THE YOUNG LADY [looking at him]: Ha, ha, ha!
THE MONSTER: But I love you, flowering
pear tree; I love you, golden harvest; I love you, fruitage of summer; I love you,
body and limbs, with the shape of a saint’s thought.
THE YOUNG LADY [redoubles her laughter]: Ha, ha, ha!
THE MONSTER [taking her hand]: You cannot be cruel! [He is seized with a violent paroxysm of coughing which doubles him up,
which shakes and torments him. The handkerchief he holds to his mouth is
spotted with blood.]
THE YOUNG LADY: You disgust me! [She draws away her skirts so that they shall
not come in contact with him.]
THE MONSTER: But I swear to you, I love
you – I – [He is once more interrupted by
his cough.]
THE YOUNG LADY: Please go away. [In a different voice.]
Ah, Roger!
[She
advances to meet a snub-nosed lubber with curly hair and a face like a groom’s,
who passes along the street at this moment.]
ROGER: I’ve got the motorbike waiting at
the corner.
THE YOUNG LADY: Let’s go, then.
ROGER [pointing
to the MONSTER]: What’s that?
THE YOUNG LADY: Oh, it’s nothing in
particular.
[Both
roar with laughter. ROGER escorts her
out, patting her familiarly on the back as they walk along.]
THE MONSTER [looking after her]: There is a wound under my left pap. She has deflowered all women. I cannot …
‘Lord!’
whispered Mrs Viveash, ‘how this young man bores me!’
‘I
confess,’ replied Gumbril, ‘I have rather a taste for moralities. There is a pleasant uplifting vagueness about
these symbolical generalized figures which pleases me.’
‘You
were always charmingly simple-minded,’ said Mrs Viveash. ‘But who is this?’ As long as the young man isn’t left alone on
the stage, I don’t mind.’
Another
female figure has appeared in the street beyond the window. It is the Prostitute. Her face, painted in two tones of red, white,
green, blue and black, is the most tasteful of nature-mortes.
THE PROSTITUTE: Hullo, duckie?
THE MONSTER: Hullo!
THE PROSTITUTE: Are you lonely?
THE MONSTER: Yes.
THE PROSTITUTE: Would you like me to come
in to see you?
THE MONSTER: Very well.
THE PROSTITUTE: Shall we say thirty bob?
THE MONSTER: Very well.
THE PROSTITUTE: Come along then.
[She
climbs through the window and they go off together through the door on the left
of the stage. The curtains descend for a
moment, then rise again. The MONSTER and the PROSTITUTE are seen
issuing from the door at which they went out.]
THE MONSTER [taking out a cheque-book and a fountain-pen]: Thirty shillings …
THE PROSTITUTE: Thank you. Not a cheque.
I don’t want any cheques. How do
I know it isn’t a dud one that they’ll refuse payment for at the bank? Ready money for me, thanks.

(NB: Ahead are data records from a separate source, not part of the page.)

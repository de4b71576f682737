//! Board squares as `(file, rank)` coordinate pairs.

use std::fmt;
use std::ops::{Add, Sub};
use std::str::FromStr;

use crate::error::ParsePositionError;
use crate::offset::MoveOffset;

/// A square on the board, addressed by zero-based file (column) and rank (row).
///
/// Positions are plain values: two positions denote the same square iff both
/// coordinates match. A `Position` carries no bounds of its own; see
/// [`BoardBounds`](crate::BoardBounds) for validation.
#[derive(Clone, Copy, PartialEq, Eq, PartialOrd, Ord, Hash)]
pub struct Position {
    /// Zero-based file (0 = `a`).
    pub file: i32,
    /// Zero-based rank (0 = rank 1).
    pub rank: i32,
}

impl Position {
    /// Create a position from a file and rank.
    #[inline]
    pub const fn new(file: i32, rank: i32) -> Position {
        Position { file, rank }
    }

    /// Parse algebraic notation such as `"e4"` or `"b12"`.
    ///
    /// Files run `a`..`z`; ranks are one-based. Bounds are not checked here.
    pub fn from_algebraic(s: &str) -> Result<Position, ParsePositionError> {
        let mut chars = s.chars();
        let file_char = chars.next().ok_or(ParsePositionError::Empty)?;
        if !file_char.is_ascii_lowercase() {
            return Err(ParsePositionError::BadFile {
                found: file_char,
            });
        }

        let rank_str = chars.as_str();
        let rank = rank_str
            .parse::<i32>()
            .ok()
            .filter(|r| *r >= 1)
            .ok_or_else(|| ParsePositionError::BadRank {
                found: rank_str.to_string(),
            })?;

        Ok(Position::new((file_char as u8 - b'a') as i32, rank - 1))
    }

    /// Parse a coordinate pair such as `"1,1"` or `"(7, 7)"`.
    pub fn from_pair(s: &str) -> Result<Position, ParsePositionError> {
        let inner = s.trim().trim_start_matches('(').trim_end_matches(')');
        let bad = || ParsePositionError::BadPair {
            found: s.to_string(),
        };

        let (file, rank) = inner.split_once(',').ok_or_else(bad)?;
        let file = file.trim().parse().map_err(|_| bad())?;
        let rank = rank.trim().parse().map_err(|_| bad())?;
        Ok(Position::new(file, rank))
    }

    /// Apply `offset`, or `None` if either coordinate overflows `i32`.
    ///
    /// An overflowing candidate can never lie on a board, so callers may
    /// treat `None` as "off the board".
    #[inline]
    pub const fn checked_offset(self, offset: MoveOffset) -> Option<Position> {
        match (self.file.checked_add(offset.dx), self.rank.checked_add(offset.dy)) {
            (Some(file), Some(rank)) => Some(Position::new(file, rank)),
            _ => None,
        }
    }
}

impl FromStr for Position {
    type Err = ParsePositionError;

    fn from_str(s: &str) -> Result<Self, Self::Err> {
        let s = s.trim();
        if s.is_empty() {
            return Err(ParsePositionError::Empty);
        }
        if s.contains(',') {
            Position::from_pair(s)
        } else {
            Position::from_algebraic(s)
        }
    }
}

impl Add<MoveOffset> for Position {
    type Output = Position;

    #[inline]
    fn add(self, rhs: MoveOffset) -> Position {
        Position::new(self.file + rhs.dx, self.rank + rhs.dy)
    }
}

impl Sub for Position {
    type Output = MoveOffset;

    #[inline]
    fn sub(self, rhs: Position) -> MoveOffset {
        MoveOffset::new(self.file - rhs.file, self.rank - rhs.rank)
    }
}

impl fmt::Display for Position {
    fn fmt(&self, f: &mut fmt::Formatter<'_>) -> fmt::Result {
        match self.rank.checked_add(1) {
            Some(rank) if (0..26).contains(&self.file) && self.rank >= 0 => {
                let c = (b'a' + self.file as u8) as char;
                write!(f, "{c}{rank}")
            }
            _ => write!(f, "({},{})", self.file, self.rank),
        }
    }
}

impl fmt::Debug for Position {
    fn fmt(&self, f: &mut fmt::Formatter<'_>) -> fmt::Result {
        write!(f, "Position({self})")
    }
}
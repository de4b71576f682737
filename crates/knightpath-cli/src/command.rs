//! Command-line argument parsing.

use knightpath_core::{BoardBounds, MoveSet, Position};
use knightpath_search::SearchConfig;

use crate::error::CliError;

/// Squares used when no query is given: b2 to h8.
pub const DEFAULT_ROUTE: (Position, Position) = (Position::new(1, 1), Position::new(7, 7));

/// A parsed command.
#[derive(Debug, Clone, PartialEq, Eq)]
pub enum Command {
    /// `<from> <to>` -- report one shortest path.
    Route {
        /// Starting square.
        from: Position,
        /// Target square.
        to: Position,
    },
    /// `table <from>` -- print the move count to every square.
    Distances {
        /// Square distances are measured from.
        from: Position,
    },
    /// `help` -- print usage.
    Help,
}

/// A command together with the search configuration its flags selected.
#[derive(Debug, Clone, PartialEq, Eq)]
pub struct Invocation {
    /// What to do.
    pub command: Command,
    /// How to search.
    pub config: SearchConfig,
}

/// Parse arguments (program name excluded) into an [`Invocation`].
///
/// Flags may appear anywhere:
/// - `--king` moves like a king instead of a knight
/// - `--size N` uses an `N x N` board
/// - `--node-limit N` caps nodes per query
pub fn parse_args<S: AsRef<str>>(args: &[S]) -> Result<Invocation, CliError> {
    let mut config = SearchConfig::default();
    let mut positional: Vec<&str> = Vec::new();

    let mut i = 0;
    while i < args.len() {
        match args[i].as_ref() {
            "--king" => {
                config = config.with_moves(MoveSet::king());
                i += 1;
            }
            "--size" => {
                let n: u32 = parse_value(args.get(i + 1).map(|s| s.as_ref()), "--size")?;
                config = config.with_bounds(BoardBounds::square(n)?);
                i += 2;
            }
            "--node-limit" => {
                let n: usize =
                    parse_value(args.get(i + 1).map(|s| s.as_ref()), "--node-limit")?;
                config = config.with_node_limit(n);
                i += 2;
            }
            "-h" | "--help" => {
                positional.clear();
                positional.push("help");
                break;
            }
            flag if flag.starts_with("--") => {
                return Err(CliError::UnknownFlag {
                    flag: flag.to_string(),
                });
            }
            token => {
                positional.push(token);
                i += 1;
            }
        }
    }

    let command = match positional.as_slice() {
        [] => Command::Route {
            from: DEFAULT_ROUTE.0,
            to: DEFAULT_ROUTE.1,
        },
        ["help"] => Command::Help,
        ["table", from] => Command::Distances {
            from: from.parse()?,
        },
        [from, to] => Command::Route {
            from: from.parse()?,
            to: to.parse()?,
        },
        other => {
            return Err(CliError::Usage {
                found: other.join(" "),
            });
        }
    };

    Ok(Invocation { command, config })
}

/// Parse the value following a flag.
fn parse_value<T: std::str::FromStr>(token: Option<&str>, flag: &str) -> Result<T, CliError> {
    let value = token.ok_or_else(|| CliError::MissingValue {
        flag: flag.to_string(),
    })?;
    value.parse().map_err(|_| CliError::InvalidValue {
        flag: flag.to_string(),
        value: value.to_string(),
    })
}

THE MONSTER: But I haven’t got any cash on
me at the moment.
THE PROSTITUTE: Well, I won’t take a
cheque. Once bitten, twice shy, I can
tell you.
THE MONSTER: But I tell you I haven’t got
any cash.
THE PROSTITUTE: Well, all I can say is,
here I stay till I get it. And, what’s
more, if I don’t get it quick, I’ll make a row.
THE MONSTER: But this is absurd. I offer you a perfectly good cheque …
THE PROSTITUTE: And I won’t take it. So there!
THE MONSTER: Well then, take my
watch. It’s worth more than thirty bob.
[He pulls out his gold half-hunter.]
THE PROSTITUTE: Thank you, and get myself
arrested as soon as I take it to the pop-shop!
No, I want cash, I tell you.’
THE MONSTER: But where the devil do you
expect me to get it at this time of night?
THE PROSTITUTE: I don’t know. But you’ve got to get it pretty quick.
THE MONSTER: You’re unreasonable.
THE PROSTITUTE: Aren’t there any servants
in this house?
THE MONSTER: Yes.
THE PROSTITUTE: Well, go and borrow it
from one of them.
THE MONSTER: But really, that would be too
low, too humiliating.
THE PROSTITUTE: All right, I’ll begin
kicking up a noise. I’ll go to the
window and yell till all the neighbours are woken up and the police come to see
what’s up. You can borrow it from the
copper then.
THE MONSTER: You really won’t take my
cheque! I swear to you it’s perfectly all right.
There’s plenty of money to meet it.
THE PROSTITUTE: Oh, shut up! No more dilly-dallying. Get me my money at
once, or I’ll start the row. One, two,
three … [She opens her mouth wide as if
to yell.]
THE MONSTER: All right. [He goes out.]
THE PROSTITUTE: Nice state of things we’re
coming to, when young rips try and swindle us poor girls out of our money! Mean, stinking skunks! I’d like to slit the throats of some
of them.
THE MONSTER [coming back again]: Here you are. [He hands her money.]
THE PROSTITUTE [examining it]: Thank you, dearie. Any other time you’re lonely …
THE MONSTER: No, no!
THE PROSTITUTE: Where did you get it
finally?
THE MONSTER: I woke the cook.
THE PROSTITUTE [goes into a peal of laughter]: Well, so long, duckie. [She goes out.]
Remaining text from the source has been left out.